--- EXCERPTED RECORDS Enclosed Below ---

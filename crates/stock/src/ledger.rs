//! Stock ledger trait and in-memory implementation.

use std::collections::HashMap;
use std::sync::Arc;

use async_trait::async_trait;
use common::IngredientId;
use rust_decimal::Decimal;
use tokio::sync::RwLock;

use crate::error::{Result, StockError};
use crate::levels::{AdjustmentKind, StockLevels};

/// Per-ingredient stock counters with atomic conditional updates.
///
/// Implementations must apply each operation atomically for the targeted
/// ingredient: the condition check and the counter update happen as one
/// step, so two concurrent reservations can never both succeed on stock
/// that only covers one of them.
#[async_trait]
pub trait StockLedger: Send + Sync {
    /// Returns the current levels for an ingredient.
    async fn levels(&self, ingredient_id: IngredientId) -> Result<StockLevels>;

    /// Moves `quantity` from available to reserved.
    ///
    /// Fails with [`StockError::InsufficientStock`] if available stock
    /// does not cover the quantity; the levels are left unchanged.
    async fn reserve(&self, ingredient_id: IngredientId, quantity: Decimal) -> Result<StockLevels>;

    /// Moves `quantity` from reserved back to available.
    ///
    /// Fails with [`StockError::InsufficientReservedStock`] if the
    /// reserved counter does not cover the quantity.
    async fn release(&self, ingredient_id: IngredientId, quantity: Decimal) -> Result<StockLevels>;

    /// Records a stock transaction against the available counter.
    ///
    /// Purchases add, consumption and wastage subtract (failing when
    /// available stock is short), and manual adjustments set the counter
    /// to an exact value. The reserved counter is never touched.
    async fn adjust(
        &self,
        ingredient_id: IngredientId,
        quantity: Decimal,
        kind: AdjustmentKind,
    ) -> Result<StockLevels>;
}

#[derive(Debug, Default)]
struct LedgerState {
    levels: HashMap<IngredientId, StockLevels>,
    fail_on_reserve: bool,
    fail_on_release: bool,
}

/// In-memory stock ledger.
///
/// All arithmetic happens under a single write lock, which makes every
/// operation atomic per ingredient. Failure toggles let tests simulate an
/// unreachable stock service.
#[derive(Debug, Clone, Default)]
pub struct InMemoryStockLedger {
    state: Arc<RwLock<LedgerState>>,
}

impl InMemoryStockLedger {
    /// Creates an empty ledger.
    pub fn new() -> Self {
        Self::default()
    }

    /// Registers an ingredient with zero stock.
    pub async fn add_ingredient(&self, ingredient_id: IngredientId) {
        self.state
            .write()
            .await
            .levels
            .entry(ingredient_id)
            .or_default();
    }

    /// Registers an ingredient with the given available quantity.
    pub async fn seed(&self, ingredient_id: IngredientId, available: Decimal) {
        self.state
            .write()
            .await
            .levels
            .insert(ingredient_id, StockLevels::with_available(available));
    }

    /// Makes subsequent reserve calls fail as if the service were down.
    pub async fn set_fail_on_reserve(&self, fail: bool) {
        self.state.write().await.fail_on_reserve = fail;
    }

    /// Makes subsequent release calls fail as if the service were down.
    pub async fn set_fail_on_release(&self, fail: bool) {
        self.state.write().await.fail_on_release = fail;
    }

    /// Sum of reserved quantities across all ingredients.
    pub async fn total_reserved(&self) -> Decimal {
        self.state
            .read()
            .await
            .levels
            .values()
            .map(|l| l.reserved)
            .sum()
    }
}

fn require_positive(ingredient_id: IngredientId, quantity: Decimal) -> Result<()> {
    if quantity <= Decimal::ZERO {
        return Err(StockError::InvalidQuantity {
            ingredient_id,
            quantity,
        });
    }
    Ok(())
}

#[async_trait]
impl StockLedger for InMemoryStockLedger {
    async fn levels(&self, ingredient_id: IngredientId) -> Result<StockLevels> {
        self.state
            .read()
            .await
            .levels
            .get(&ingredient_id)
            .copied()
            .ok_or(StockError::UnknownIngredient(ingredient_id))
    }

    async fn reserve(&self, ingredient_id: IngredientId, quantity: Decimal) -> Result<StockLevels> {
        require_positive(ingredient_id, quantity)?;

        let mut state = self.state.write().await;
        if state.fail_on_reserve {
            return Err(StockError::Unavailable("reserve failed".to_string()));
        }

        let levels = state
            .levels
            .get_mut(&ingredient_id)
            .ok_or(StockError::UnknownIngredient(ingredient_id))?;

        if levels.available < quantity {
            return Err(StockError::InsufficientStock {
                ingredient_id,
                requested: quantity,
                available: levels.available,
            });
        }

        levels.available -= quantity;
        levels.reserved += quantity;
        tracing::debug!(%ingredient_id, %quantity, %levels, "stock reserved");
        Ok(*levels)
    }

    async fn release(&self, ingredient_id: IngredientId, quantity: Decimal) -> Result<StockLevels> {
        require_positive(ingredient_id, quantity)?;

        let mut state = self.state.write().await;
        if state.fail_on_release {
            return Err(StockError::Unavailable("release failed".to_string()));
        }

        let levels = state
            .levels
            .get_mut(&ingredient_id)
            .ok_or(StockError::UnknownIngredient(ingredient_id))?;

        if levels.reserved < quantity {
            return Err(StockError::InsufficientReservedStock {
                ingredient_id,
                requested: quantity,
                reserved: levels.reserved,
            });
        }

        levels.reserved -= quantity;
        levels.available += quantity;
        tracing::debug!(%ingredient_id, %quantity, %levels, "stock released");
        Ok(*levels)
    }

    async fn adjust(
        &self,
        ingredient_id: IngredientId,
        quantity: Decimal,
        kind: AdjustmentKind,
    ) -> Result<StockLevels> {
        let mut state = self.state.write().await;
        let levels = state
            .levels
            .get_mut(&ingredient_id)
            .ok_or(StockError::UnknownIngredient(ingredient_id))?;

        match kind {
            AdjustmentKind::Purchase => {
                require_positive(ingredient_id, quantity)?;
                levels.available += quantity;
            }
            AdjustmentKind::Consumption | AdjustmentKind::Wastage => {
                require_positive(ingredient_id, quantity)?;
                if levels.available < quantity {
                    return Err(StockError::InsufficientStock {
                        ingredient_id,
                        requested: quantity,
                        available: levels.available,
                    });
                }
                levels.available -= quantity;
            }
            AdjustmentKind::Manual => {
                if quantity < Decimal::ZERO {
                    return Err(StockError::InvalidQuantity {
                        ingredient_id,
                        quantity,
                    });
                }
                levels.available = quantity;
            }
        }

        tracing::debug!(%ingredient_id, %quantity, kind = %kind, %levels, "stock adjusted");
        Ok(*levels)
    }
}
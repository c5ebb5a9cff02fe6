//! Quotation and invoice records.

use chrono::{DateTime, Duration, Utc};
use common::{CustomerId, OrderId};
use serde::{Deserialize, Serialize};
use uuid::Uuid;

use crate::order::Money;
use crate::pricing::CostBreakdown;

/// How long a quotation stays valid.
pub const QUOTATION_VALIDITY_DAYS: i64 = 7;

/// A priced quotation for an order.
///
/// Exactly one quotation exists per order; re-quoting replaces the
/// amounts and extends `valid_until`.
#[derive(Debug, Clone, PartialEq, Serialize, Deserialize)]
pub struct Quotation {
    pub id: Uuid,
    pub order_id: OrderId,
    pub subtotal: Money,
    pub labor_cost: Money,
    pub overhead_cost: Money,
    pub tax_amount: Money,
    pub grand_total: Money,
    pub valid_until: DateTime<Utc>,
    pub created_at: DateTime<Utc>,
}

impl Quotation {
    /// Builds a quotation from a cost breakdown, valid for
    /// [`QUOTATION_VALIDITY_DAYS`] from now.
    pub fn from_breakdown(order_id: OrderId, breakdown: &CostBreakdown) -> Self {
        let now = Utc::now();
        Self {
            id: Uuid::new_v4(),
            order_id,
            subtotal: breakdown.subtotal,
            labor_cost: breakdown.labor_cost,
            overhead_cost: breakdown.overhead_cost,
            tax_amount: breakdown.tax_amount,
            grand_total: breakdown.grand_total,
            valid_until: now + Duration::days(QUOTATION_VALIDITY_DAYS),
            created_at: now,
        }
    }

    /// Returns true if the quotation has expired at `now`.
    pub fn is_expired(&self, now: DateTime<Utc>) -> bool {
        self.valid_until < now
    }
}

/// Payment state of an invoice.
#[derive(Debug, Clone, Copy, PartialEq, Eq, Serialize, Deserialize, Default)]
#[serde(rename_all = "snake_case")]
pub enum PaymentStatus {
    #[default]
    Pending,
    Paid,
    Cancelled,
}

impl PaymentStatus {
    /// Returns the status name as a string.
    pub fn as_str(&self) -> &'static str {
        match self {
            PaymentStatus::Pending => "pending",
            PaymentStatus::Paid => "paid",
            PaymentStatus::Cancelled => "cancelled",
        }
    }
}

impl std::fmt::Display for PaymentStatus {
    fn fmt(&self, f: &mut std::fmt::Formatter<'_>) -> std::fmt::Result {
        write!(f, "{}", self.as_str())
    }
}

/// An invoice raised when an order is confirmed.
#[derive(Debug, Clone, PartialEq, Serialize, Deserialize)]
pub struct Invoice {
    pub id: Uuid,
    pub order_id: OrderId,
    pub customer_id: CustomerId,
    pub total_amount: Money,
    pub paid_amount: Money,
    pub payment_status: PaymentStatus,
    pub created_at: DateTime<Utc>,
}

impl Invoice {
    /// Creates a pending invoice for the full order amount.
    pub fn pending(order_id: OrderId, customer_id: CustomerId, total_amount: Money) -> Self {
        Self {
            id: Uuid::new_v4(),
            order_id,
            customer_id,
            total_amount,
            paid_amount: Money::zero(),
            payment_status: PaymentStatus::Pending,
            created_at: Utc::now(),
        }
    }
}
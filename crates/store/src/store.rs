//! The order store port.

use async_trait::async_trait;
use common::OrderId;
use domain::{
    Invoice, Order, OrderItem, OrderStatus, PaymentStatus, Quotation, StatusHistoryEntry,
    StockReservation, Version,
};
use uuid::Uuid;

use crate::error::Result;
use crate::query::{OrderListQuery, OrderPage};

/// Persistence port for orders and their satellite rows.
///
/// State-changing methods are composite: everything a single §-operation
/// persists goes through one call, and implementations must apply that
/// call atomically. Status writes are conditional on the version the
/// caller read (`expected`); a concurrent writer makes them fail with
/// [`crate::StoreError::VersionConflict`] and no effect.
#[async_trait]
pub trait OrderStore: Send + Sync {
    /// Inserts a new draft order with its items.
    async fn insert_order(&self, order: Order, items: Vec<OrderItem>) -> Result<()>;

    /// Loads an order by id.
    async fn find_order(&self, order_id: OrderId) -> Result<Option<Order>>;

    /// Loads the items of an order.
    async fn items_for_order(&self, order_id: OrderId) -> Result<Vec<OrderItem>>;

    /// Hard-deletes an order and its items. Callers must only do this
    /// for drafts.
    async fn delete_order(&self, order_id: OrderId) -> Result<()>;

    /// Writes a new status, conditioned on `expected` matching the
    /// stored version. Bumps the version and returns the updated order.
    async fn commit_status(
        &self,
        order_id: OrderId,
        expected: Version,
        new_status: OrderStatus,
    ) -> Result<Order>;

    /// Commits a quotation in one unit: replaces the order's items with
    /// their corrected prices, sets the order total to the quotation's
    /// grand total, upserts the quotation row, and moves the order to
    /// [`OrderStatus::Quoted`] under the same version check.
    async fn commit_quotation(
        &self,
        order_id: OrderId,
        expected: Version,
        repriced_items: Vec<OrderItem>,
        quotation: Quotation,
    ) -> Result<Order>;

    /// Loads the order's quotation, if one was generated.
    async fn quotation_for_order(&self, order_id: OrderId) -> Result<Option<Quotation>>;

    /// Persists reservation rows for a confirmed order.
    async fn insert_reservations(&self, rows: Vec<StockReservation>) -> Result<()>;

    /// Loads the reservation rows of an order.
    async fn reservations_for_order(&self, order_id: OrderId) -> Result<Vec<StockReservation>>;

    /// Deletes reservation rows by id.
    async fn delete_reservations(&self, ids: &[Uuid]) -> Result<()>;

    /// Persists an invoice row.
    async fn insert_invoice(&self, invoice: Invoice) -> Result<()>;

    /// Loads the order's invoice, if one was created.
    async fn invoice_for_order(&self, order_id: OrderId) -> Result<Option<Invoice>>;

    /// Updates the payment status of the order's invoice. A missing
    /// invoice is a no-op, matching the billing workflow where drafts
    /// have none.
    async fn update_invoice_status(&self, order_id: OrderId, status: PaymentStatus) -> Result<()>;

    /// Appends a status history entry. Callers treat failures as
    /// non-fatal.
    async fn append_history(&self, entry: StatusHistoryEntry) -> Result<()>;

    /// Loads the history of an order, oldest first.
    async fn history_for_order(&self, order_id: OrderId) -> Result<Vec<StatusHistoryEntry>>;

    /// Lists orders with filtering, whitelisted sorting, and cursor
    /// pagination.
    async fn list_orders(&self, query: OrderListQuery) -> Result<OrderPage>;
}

--- End of Enclosed EXCERPTED RECORDS ---

GOAL OF THE EXERCISE> Whenever the string "only" turns up in a line of the data, copy that line.

OUTPUT FOR THIS EXERCISE>
/// that only covers one of them.
    /// Hard-deletes an order and its items. Callers must only do this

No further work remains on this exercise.